I came back to my host family’s home around 8 am the next morning. These are not even my real parents, but I tried to sneak in because I did not want to taint my image. The beautiful, innocent American girl who smiles all the time. Always has silly riddles and jokes. Every week has a new talent to show. At times, I would casually showcase myself singing that “impossible” song that Whitney Houston sang (when she played the fairy godmother in Brandy’s rendition of Cinderella)… but in OPERA. So, I tried to gently open the door. But those French doors opened up like cell block 8. When I looked up, everyone was six feet away from me at the breakfast table. Having breakfast. I mean what could I do? I was barefoot with my head bowed, just trying to avoid eye contact. My host mother smiled deeply and gave me a nod indicating that it was safe to run into my room. Embarrassed but still high off my time spent with Sam. Could he be the one? I felt so lucky, because for years I had been experiencing emotional numbness. I had always been able to intellectualize my emotions. I knew when a moment was supposed to be happy. But I never truly felt it. However, for the last week, I felt disarmed. My guards were down and I was feeling again. I was able to feel a variety of emotions: anxiety, joy, hopelessness, and excitement. It was the first time in a long time that I was experiencing the ‘now.’ Time was moving at its exact pace. So just to be sure I was even allowed to have these emotions, I got down on both knees and I said a simple prayer. “Lord, if he is not for me, please show me.” That night, I fell asleep and I dreamt this dream:
[Winter 2018]
I dreamt I was in the basement of my parents’ home. But the basement was huge! And it was filled with children all wearing gold and purple. A child comes up to me, and he has hurt himself. I say to someone, quickly, go get the nurse. Then, this person appears. They say to me in a kind, yet disappointed voice, “Madame, you should know the body from here to here.” They say this while opening up their arms like Christ on the cross. Then I walk to this pulpit of an auditorium. And I see this black woman, who looks like she could be in her mid-40s. She hands me this high-tech blue spear. And we are just having casual conversation, but then she says to me, “Do you know you are going to marry a doctor?” I make a joke, and I say, “Can it be a brain doctor?” And another voice from a distance (a face I never saw) giggles and says… sure.
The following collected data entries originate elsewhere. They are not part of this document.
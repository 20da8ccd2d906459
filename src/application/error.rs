//! Application-level errors (wraps domain errors)

use thiserror::Error;

use crate::domain::{DomainError, TreeId};

/// Application errors wrap domain errors and add application-level context.
#[derive(Error, Debug)]
pub enum ApplicationError {
    #[error("{0}")]
    Domain(#[from] DomainError),

    #[error("no saved tree with id {0}")]
    TreeNotFound(TreeId),

    #[error("config error: {message}")]
    Config { message: String },

    #[error("operation failed: {context}")]
    OperationFailed {
        context: String,
        #[source]
        source: Box<dyn std::error::Error + Send + Sync>,
    },
}

/// Result type for application layer operations.
pub type ApplicationResult<T> = Result<T, ApplicationError>;
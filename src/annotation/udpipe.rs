//! UDPipe REST service annotator.
//!
//! Posts each text to `<endpoint>/process` and parses the returned CoNLL-U.
//! See <https://lindat.mff.cuni.cz/services/udpipe/api-reference.php>.
use log::debug;
use reqwest::Url;
use serde::Deserialize;

use crate::error::Error;
use crate::io::conllu;
use crate::lang::Lang;

use super::{AnnotatedDocument, Annotator, Processors};

pub const DEFAULT_ENDPOINT: &str = "https://lindat.mff.cuni.cz/services/udpipe/api";

#[derive(Debug, Deserialize)]
struct ProcessResponse {
    #[serde(default)]
    model: Option<String>,
    result: String,
}

pub struct UdpipeService {
    client: reqwest::blocking::Client,
    url: Url,
    model: String,
    processors: Processors,
}

impl UdpipeService {
    /// Create a new service annotator.
    ///
    /// `model` defaults to the language model prefix (for example `english`).
    pub fn new(
        endpoint: &str,
        lang: Lang,
        model: Option<String>,
        processors: Processors,
    ) -> Result<Self, Error> {
        let mut url = Url::parse(endpoint)?;
        url.path_segments_mut()
            .map_err(|_| Error::Custom(format!("{} can't be a base url", endpoint)))?
            .pop_if_empty()
            .push("process");

        let model = model.unwrap_or_else(|| lang.udpipe_model().to_string());
        debug!("udpipe: {} with model {} ({})", url, model, processors);

        Ok(Self {
            client: reqwest::blocking::Client::new(),
            url,
            model,
            processors,
        })
    }

    pub fn url(&self) -> &Url {
        &self.url
    }

    pub fn model(&self) -> &str {
        &self.model
    }

    /// Form fields of a process request.
    fn form<'a>(&'a self, text: &'a str) -> Vec<(&'static str, &'a str)> {
        let mut form = vec![
            ("model", self.model.as_str()),
            ("tokenizer", ""),
            ("output", "conllu"),
        ];
        if self.processors.needs_tagger() {
            form.push(("tagger", ""));
        }
        form.push(("data", text));
        form
    }

    fn parse_response(&self, body: &str) -> Result<AnnotatedDocument, Error> {
        let response: ProcessResponse = serde_json::from_str(body)?;
        if let Some(model) = &response.model {
            debug!("processed with {}", model);
        }

        let mut doc = conllu::parse_document(&response.result)?;
        self.processors.mask(&mut doc);
        Ok(doc)
    }
}

impl Annotator for UdpipeService {
    fn processors(&self) -> &Processors {
        &self.processors
    }

    fn annotate(&self, text: &str) -> Result<AnnotatedDocument, Error> {
        let response = self
            .client
            .post(self.url.clone())
            .form(&self.form(text))
            .send()?;

        let status = response.status();
        let body = response.text()?;
        if !status.is_success() {
            return Err(Error::Annotation(format!(
                "udpipe returned {}: {}",
                status,
                body.trim()
            )));
        }

        self.parse_response(&body)
    }
}

#[cfg(test)]
mod tests {
    use super::*;

    fn service(processors: &str) -> UdpipeService {
        UdpipeService::new(
            "https://example.org/udpipe/api/",
            Lang::Fr,
            None,
            processors.parse().unwrap(),
        )
        .unwrap()
    }

    #[test]
    fn url_and_model() {
        let s = service("tokenize");
        assert_eq!(s.url().as_str(), "https://example.org/udpipe/api/process");
        assert_eq!(s.model(), "french");

        let s = UdpipeService::new(
            DEFAULT_ENDPOINT,
            Lang::Fr,
            Some("french-gsd-ud-2.12-230717".to_string()),
            Processors::default(),
        )
        .unwrap();
        assert_eq!(s.model(), "french-gsd-ud-2.12-230717");
    }

    #[test]
    fn form_fields() {
        let keys = |s: &UdpipeService| -> Vec<&'static str> {
            s.form("Bonjour.").into_iter().map(|(k, _)| k).collect()
        };
        assert_eq!(
            keys(&service("tokenize")),
            vec!["model", "tokenizer", "output", "data"]
        );
        assert_eq!(
            keys(&service("tokenize,lemma")),
            vec!["model", "tokenizer", "output", "tagger", "data"]
        );
    }

    #[test]
    fn response() {
        let body = serde_json::json!({
            "model": "french-gsd-ud-2.12-230717",
            "acknowledgements": ["http://ufal.mff.cuni.cz/udpipe/2#udpipe2_acknowledgements"],
            "result": "# newdoc\n# newpar\n# sent_id = 1\n# text = Bonjour.\n1\tBonjour\tbonjour\tINTJ\t_\t_\t0\troot\t_\tSpaceAfter=No\n2\t.\t.\tPUNCT\t_\t_\t1\tpunct\t_\tSpaceAfter=No\n\n"
        })
        .to_string();

        let doc = service("tokenize,lemma").parse_response(&body).unwrap();
        let sentence = &doc.sentences[0];
        assert_eq!(sentence.text, "Bonjour.");
        assert_eq!(sentence.tokens[0].lemma.as_deref(), Some("bonjour"));
        assert_eq!(sentence.tokens[0].upos, None);
        assert_eq!(sentence.tokens[0].head, None);
    }

    #[test]
    fn malformed_response() {
        let s = service("tokenize");
        assert!(matches!(s.parse_response("oops"), Err(Error::Serde(_))));

        let body = serde_json::json!({"result": "1\tBonjour\n\n"}).to_string();
        assert!(matches!(s.parse_response(&body), Err(Error::Conllu(_))));
    }
}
Hmmmm… so according to my dreams, I would marry a doctor. But that giggle at the end never sat firm in my spirit. After having lost my schizophrenic mother (whose ultimate death came from a multiple of illnesses she had throughout my life), my sister who died due to leukemia, and now I am in this foreign country where I have to continuously escape from men being unable to control their lust around me. Would God laugh when I asked such a serious question?
My mom was eight months pregnant with me and did not know. This beautiful, 5’10, caramel, curvy woman came in double. She was an identical twin. But her presence made it obvious which twin she was. Growing up in Haiti, her beauty stressed men out. By men, I mean very powerful ones. Ones who could not respect her no’s. Ones who would dare put her in a position to flee the country by assassinating her first husband. In hindsight now, I can see how she could never escape the chase of death. Because unless they planned to Sarah Baartman my mother; she could only be with one. And that one man will now have a realization, that true treasure comes with a cost. And the higher the value of the treasure, the higher the cost. So what should be the cost of something priceless?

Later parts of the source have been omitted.